A questo proposito, l'impronta ambientale della produzione alimentare animale è considerata ben superiore rispetto a quella delle coltivazioni vegetali. Pertanto, la scelta tra dieta animale e vegetariana può avere un impatto ambientale rilevante. Nel fare questi confronti, tuttavia, un problema spesso trascurato è il valore nutrizionale degli alimenti. Le stime precedenti sull'impronta ambientale dei nutrienti erano state prevalentemente basate sul peso grezzo alimentare o sul contenuto calorico, senza considerare le esigenze umane. Inoltre, il contenuto proteico totale dei vari alimenti è stato effettivamente considerato, ma non i loro valori nutrizionali in termini di aminoacidi essenziali (EAA). Poiché questi componenti sono i parametri fondamentali nella valutazione della qualità alimentare, l'impronta ambientale espressa sia in termini di utilizzazione del suolo per la produzione che come emissioni di gas ad effetto serra (GHGE) di alcuni alimenti animali e vegetali possono essere rivalutati sulla base dei loro contenuti di EAA rispetto a quelli umani richiesti.

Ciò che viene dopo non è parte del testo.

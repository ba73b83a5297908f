//! [`InMemoryDirectory`]: a [`FacultyDirectory`] held in process memory.

use std::{
  collections::HashMap,
  sync::{Mutex, MutexGuard, PoisonError},
};

use chrono::Utc;
use thiserror::Error;
use uuid::Uuid;

use crate::{
  department::DepartmentResolver,
  directory::{FacultyDirectory, StoreError},
  faculty::{Faculty, NewFaculty},
  role::Role,
};

#[derive(Debug, Error)]
pub enum MemoryError {
  #[error("faculty not found: {0}")]
  NotFound(Uuid),

  #[error("employee id already in use: {0}")]
  DuplicateEmployee(String),

  #[error("faculty {0} was modified concurrently")]
  Conflict(Uuid),
}

impl StoreError for MemoryError {
  fn is_conflict(&self) -> bool { matches!(self, Self::Conflict(_)) }
}

/// Records keyed by id, listed in creation order.
#[derive(Debug, Default)]
pub struct InMemoryDirectory {
  records: Mutex<HashMap<Uuid, Faculty>>,
}

impl InMemoryDirectory {
  pub fn new() -> Self { Self::default() }

  fn records(&self) -> MutexGuard<'_, HashMap<Uuid, Faculty>> {
    self.records.lock().unwrap_or_else(PoisonError::into_inner)
  }

  fn sorted(&self, keep: impl Fn(&Faculty) -> bool) -> Vec<Faculty> {
    let mut out: Vec<Faculty> =
      self.records().values().filter(|f| keep(f)).cloned().collect();
    out.sort_by(|a, b| a.created_at.cmp(&b.created_at).then(a.id.cmp(&b.id)));
    out
  }
}

fn check_version(
  records: &HashMap<Uuid, Faculty>,
  faculty: &Faculty,
) -> Result<(), MemoryError> {
  match records.get(&faculty.id) {
    None => Err(MemoryError::NotFound(faculty.id)),
    Some(stored) if stored.version != faculty.version => {
      Err(MemoryError::Conflict(faculty.id))
    }
    Some(_) => Ok(()),
  }
}

fn bump(mut faculty: Faculty) -> Faculty {
  faculty.version += 1;
  faculty.updated_at = Utc::now();
  faculty
}

impl FacultyDirectory for InMemoryDirectory {
  type Error = MemoryError;

  async fn create(&self, input: NewFaculty) -> Result<Faculty, MemoryError> {
    let mut records = self.records();
    if records.values().any(|f| f.employee_id == input.employee_id) {
      return Err(MemoryError::DuplicateEmployee(input.employee_id));
    }
    let faculty = Faculty::from_new(input);
    records.insert(faculty.id, faculty.clone());
    Ok(faculty)
  }

  async fn find_by_id(&self, id: Uuid) -> Result<Option<Faculty>, MemoryError> {
    Ok(self.records().get(&id).cloned())
  }

  async fn find_candidates_for_slot_cleanup<'a>(
    &'a self,
    resolver: &'a DepartmentResolver,
    variants: &'a [String],
    role: Option<Role>,
  ) -> Result<Vec<Faculty>, MemoryError> {
    Ok(self.sorted(|f| {
      role.is_none_or(|r| f.role == r)
        && variants.iter().any(|v| resolver.loosely_equal(&f.department, v))
    }))
  }

  async fn list_with_assignments(&self) -> Result<Vec<Faculty>, MemoryError> {
    Ok(self.sorted(|f| !f.cc_assignments.is_empty()))
  }

  async fn save(&self, faculty: Faculty) -> Result<Faculty, MemoryError> {
    let mut records = self.records();
    check_version(&records, &faculty)?;
    let saved = bump(faculty);
    records.insert(saved.id, saved.clone());
    Ok(saved)
  }

  async fn save_all(
    &self,
    faculties: Vec<Faculty>,
  ) -> Result<Vec<Faculty>, MemoryError> {
    let mut records = self.records();
    for faculty in &faculties {
      check_version(&records, faculty)?;
    }
    let saved: Vec<Faculty> = faculties.into_iter().map(bump).collect();
    for faculty in &saved {
      records.insert(faculty.id, faculty.clone());
    }
    Ok(saved)
  }
}
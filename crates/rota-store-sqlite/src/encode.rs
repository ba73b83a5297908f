//! Encoding and decoding helpers between Rust domain types and the plain-text
//! representations stored in SQLite columns.
//!
//! Timestamps are stored as RFC 3339 strings, UUIDs as hyphenated lowercase
//! strings, roles by their `type` label and assignment lists as compact JSON.

use chrono::{DateTime, Utc};
use rota_core::{
  faculty::{Assignment, Faculty},
  role::Role,
};
use uuid::Uuid;

use crate::{Error, Result};

// ─── Uuid ─────────────────────────────────────────────────────────────────────

pub fn encode_uuid(id: Uuid) -> String { id.hyphenated().to_string() }

pub fn decode_uuid(s: &str) -> Result<Uuid> { Ok(Uuid::parse_str(s)?) }

// ─── DateTime<Utc> ────────────────────────────────────────────────────────────

pub fn encode_dt(dt: DateTime<Utc>) -> String { dt.to_rfc3339() }

pub fn decode_dt(s: &str) -> Result<DateTime<Utc>> {
  DateTime::parse_from_rfc3339(s)
    .map(|dt| dt.with_timezone(&Utc))
    .map_err(|e| Error::DateParse(e.to_string()))
}

// ─── Role ─────────────────────────────────────────────────────────────────────

pub fn encode_role(role: Role) -> &'static str { role.type_label() }

pub fn decode_role(s: &str) -> Result<Role> {
  Role::from_type_label(s).ok_or_else(|| Error::UnknownRole(s.to_owned()))
}

// ─── Assignments ──────────────────────────────────────────────────────────────

pub fn encode_assignments(assignments: &[Assignment]) -> Result<String> {
  Ok(serde_json::to_string(assignments)?)
}

pub fn decode_assignments(s: &str) -> Result<Vec<Assignment>> {
  Ok(serde_json::from_str(s)?)
}

// ─── Row types ───────────────────────────────────────────────────────────────

/// Column list matching [`RawFaculty::from_row`].
pub const FACULTY_COLUMNS: &str = "faculty_id, employee_id, name, department, \
                                   faculty_type, cc_assignments, version, \
                                   created_at, updated_at";

/// Raw values read directly from a `faculty` row.
pub struct RawFaculty {
  pub faculty_id:     String,
  pub employee_id:    String,
  pub name:           String,
  pub department:     String,
  pub faculty_type:   String,
  pub cc_assignments: String,
  pub version:        i64,
  pub created_at:     String,
  pub updated_at:     String,
}

impl RawFaculty {
  pub fn from_row(row: &rusqlite::Row<'_>) -> rusqlite::Result<Self> {
    Ok(Self {
      faculty_id:     row.get(0)?,
      employee_id:    row.get(1)?,
      name:           row.get(2)?,
      department:     row.get(3)?,
      faculty_type:   row.get(4)?,
      cc_assignments: row.get(5)?,
      version:        row.get(6)?,
      created_at:     row.get(7)?,
      updated_at:     row.get(8)?,
    })
  }

  pub fn into_faculty(self) -> Result<Faculty> {
    Ok(Faculty {
      id:             decode_uuid(&self.faculty_id)?,
      employee_id:    self.employee_id,
      name:           self.name,
      department:     self.department,
      role:           decode_role(&self.faculty_type)?,
      cc_assignments: decode_assignments(&self.cc_assignments)?,
      version:        self.version.max(0) as u64,
      created_at:     decode_dt(&self.created_at)?,
      updated_at:     decode_dt(&self.updated_at)?,
    })
  }
}

/// The mutable columns of a faculty row, encoded for an optimistic UPDATE.
pub struct EncodedUpdate {
  pub faculty_id:     String,
  pub name:           String,
  pub department:     String,
  pub faculty_type:   &'static str,
  pub cc_assignments: String,
  /// The version the caller read; the UPDATE only applies if it still holds.
  pub version:        i64,
  pub updated_at:     String,
}

impl EncodedUpdate {
  pub fn new(faculty: &Faculty, updated_at: DateTime<Utc>) -> Result<Self> {
    Ok(Self {
      faculty_id:     encode_uuid(faculty.id),
      name:           faculty.name.clone(),
      department:     faculty.department.clone(),
      faculty_type:   encode_role(faculty.role),
      cc_assignments: encode_assignments(&faculty.cc_assignments)?,
      version:        faculty.version as i64,
      updated_at:     encode_dt(updated_at),
    })
  }
}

Le fonti di proteine possono derivare da alimenti sia animali che vegetali. In linea di massima, il valore nutritivo delle proteine vegetali è inferiore a quelle animali, perché la prima fonte ha un contenuto insufficiente e/o squilibrato di EAA. Pertanto potrebbe essere un po’ più difficile garantire la quantità minima di tutti gli EAA utilizzando solo l’alimentazione vegetale, anziché integrata con quella animale, oppure solo animale. In altre parole, un individuo avrebbe bisogno di assumere più proteine vegetali per ottenere lo stesso livello nutrizionale di quello offerto dagli animali. Dato che la produzione di proteine di una delle due fonti presenta un'impronta ambientale rilevante e differente, il consumo e/o la progettazione di diete adeguate nella presenza di proteine dietetiche e negli EAA, ma derivanti da fonti diverse, conservano un'importante impronta ecologica. La produzione di proteine animali di alta qualità, in quantità sufficienti a corrispondere alle dosi giornaliere raccomandate di tutti gli EAA, richiederebbe un utilizzo di terreno e un GHGE circa uguale, maggiore o minore rispetto a quello necessario per produrre proteine vegetali, ad eccezione della soia, che possiede l'impronta più ridotta grazie al suo elevato contenuto proteico ben bilanciato fra i vari aminoacidi.
In conclusione, nei riguardi dell'impronta ambientale, questo nuovo approccio riduce il concetto comune di un grande vantaggio delle colture rispetto alla produzione di alimenti animali, quando i requisiti umani degli EAA vengano utilizzati come riferimento.